Select every line below containing the word "Other".

• • • • •

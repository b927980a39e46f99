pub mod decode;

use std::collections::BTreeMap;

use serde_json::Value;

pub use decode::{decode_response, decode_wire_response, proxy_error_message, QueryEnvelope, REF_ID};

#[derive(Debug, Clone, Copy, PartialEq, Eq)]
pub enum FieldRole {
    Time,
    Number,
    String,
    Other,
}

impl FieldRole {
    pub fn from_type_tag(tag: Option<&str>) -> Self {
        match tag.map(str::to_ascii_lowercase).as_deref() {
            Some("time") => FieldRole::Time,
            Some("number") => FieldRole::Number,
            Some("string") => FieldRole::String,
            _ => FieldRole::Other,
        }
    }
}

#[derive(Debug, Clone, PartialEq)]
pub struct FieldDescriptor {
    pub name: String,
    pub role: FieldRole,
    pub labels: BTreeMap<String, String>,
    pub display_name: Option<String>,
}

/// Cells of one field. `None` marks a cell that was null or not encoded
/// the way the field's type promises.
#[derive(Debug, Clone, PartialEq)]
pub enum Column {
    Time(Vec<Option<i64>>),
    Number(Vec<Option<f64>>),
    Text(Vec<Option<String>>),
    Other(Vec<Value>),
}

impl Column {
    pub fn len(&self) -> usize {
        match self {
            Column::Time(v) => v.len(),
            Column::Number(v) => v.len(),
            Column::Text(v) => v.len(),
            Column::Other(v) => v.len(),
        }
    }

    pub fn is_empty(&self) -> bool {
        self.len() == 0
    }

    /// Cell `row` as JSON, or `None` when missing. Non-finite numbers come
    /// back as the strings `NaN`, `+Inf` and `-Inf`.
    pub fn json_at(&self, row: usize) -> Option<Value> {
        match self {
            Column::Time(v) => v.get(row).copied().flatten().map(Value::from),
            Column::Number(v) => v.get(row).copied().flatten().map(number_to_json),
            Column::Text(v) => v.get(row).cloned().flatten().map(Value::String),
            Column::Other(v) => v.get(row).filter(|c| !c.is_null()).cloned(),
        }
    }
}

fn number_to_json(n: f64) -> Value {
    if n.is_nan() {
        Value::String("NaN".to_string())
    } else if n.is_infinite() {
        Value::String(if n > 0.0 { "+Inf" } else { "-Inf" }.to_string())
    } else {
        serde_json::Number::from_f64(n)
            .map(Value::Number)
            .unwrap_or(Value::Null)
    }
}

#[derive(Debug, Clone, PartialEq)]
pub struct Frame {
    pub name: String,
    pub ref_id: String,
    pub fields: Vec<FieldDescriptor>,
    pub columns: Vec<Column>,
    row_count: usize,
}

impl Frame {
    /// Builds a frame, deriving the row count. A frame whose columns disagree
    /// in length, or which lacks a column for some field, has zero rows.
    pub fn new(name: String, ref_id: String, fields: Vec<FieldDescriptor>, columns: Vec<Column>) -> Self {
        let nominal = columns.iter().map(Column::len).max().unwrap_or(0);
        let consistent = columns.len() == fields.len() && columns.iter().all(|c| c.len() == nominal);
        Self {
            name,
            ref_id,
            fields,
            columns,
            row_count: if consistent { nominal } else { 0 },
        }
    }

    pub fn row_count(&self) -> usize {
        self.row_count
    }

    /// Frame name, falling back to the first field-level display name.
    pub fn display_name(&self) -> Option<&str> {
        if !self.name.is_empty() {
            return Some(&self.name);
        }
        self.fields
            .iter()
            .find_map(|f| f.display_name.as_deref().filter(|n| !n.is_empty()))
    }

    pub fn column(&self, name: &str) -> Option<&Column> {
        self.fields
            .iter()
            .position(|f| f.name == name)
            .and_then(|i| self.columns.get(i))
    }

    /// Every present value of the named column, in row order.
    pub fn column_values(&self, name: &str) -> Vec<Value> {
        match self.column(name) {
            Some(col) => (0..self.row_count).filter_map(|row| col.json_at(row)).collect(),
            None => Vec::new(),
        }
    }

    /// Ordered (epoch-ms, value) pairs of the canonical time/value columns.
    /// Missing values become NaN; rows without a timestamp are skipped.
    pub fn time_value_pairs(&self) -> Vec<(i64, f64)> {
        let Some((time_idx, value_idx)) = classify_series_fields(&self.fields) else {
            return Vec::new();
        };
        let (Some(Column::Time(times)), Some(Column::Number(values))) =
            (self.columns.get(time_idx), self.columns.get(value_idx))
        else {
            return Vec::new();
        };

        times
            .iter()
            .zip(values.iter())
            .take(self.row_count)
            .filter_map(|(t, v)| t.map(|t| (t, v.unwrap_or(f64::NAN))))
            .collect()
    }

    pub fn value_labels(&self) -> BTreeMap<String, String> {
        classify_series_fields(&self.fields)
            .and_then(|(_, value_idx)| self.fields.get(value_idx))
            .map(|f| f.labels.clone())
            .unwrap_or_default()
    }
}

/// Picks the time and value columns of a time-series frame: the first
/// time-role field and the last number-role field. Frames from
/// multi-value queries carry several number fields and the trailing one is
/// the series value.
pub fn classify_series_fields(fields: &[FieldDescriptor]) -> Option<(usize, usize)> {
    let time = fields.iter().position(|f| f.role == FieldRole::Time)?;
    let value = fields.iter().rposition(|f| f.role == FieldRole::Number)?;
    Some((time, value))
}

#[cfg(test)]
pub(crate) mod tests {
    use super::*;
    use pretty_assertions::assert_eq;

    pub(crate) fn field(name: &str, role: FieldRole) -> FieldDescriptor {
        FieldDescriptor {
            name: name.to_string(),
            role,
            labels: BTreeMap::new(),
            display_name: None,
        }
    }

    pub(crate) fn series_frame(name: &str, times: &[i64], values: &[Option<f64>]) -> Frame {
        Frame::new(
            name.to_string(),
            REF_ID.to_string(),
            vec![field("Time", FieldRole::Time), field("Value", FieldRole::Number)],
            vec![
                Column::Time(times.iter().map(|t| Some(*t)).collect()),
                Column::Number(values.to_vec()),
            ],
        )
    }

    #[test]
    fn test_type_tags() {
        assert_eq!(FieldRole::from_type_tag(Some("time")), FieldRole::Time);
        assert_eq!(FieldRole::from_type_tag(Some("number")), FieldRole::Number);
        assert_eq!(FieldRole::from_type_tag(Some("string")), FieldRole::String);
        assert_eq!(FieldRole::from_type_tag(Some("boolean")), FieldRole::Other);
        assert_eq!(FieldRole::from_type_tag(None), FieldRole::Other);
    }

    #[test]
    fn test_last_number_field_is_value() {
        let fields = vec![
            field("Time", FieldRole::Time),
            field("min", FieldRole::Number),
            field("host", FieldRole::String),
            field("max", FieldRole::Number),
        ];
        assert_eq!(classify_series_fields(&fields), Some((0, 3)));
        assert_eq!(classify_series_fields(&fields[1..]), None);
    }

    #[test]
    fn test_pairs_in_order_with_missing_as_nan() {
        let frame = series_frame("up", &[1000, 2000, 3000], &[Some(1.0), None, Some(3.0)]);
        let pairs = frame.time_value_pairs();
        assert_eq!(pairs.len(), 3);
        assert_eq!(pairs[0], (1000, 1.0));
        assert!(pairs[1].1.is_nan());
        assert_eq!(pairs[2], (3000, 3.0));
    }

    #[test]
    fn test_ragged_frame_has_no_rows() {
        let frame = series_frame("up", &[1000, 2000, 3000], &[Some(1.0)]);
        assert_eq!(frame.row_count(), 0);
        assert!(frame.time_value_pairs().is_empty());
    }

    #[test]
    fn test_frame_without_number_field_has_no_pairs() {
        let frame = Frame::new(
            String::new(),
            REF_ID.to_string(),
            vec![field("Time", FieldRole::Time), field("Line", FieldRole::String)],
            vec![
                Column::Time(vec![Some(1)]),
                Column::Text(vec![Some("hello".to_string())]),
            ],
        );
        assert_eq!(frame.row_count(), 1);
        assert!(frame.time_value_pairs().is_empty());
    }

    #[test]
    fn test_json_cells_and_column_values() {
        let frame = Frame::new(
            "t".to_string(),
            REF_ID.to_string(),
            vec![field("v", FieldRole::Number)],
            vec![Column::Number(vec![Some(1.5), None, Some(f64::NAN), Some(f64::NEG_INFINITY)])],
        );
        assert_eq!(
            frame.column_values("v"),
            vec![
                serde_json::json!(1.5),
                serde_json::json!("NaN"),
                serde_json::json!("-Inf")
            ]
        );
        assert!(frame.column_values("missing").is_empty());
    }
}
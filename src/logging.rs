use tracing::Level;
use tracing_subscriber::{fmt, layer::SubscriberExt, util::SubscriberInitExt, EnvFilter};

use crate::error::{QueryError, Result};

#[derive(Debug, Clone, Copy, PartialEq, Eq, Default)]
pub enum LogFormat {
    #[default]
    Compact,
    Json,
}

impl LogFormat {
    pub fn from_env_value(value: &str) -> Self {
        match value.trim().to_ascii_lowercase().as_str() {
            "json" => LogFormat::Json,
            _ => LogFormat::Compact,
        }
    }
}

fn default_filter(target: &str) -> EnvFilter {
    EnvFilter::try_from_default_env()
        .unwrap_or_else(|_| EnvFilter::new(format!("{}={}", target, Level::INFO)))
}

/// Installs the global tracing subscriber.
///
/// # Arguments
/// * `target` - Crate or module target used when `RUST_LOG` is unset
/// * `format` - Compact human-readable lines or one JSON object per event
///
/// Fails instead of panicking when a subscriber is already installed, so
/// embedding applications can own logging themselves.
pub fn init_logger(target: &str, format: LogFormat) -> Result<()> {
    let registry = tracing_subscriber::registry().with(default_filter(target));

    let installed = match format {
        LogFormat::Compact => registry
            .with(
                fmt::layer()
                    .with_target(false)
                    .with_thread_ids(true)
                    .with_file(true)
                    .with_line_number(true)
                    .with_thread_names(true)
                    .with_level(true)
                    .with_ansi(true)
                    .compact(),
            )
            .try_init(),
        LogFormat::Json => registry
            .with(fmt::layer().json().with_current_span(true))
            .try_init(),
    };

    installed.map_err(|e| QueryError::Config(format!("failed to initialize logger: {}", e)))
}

• • • • •

§ Solution:
    Other,
            _ => FieldRole::Other,
    Other(Vec<Value>),
            Column::Other(v) => v.len(),
            Column::Other(v) => v.get(row).filter(|c| !c.is_null()).cloned(),
        assert_eq!(FieldRole::from_type_tag(Some("boolean")), FieldRole::Other);
        assert_eq!(FieldRole::from_type_tag(None), FieldRole::Other);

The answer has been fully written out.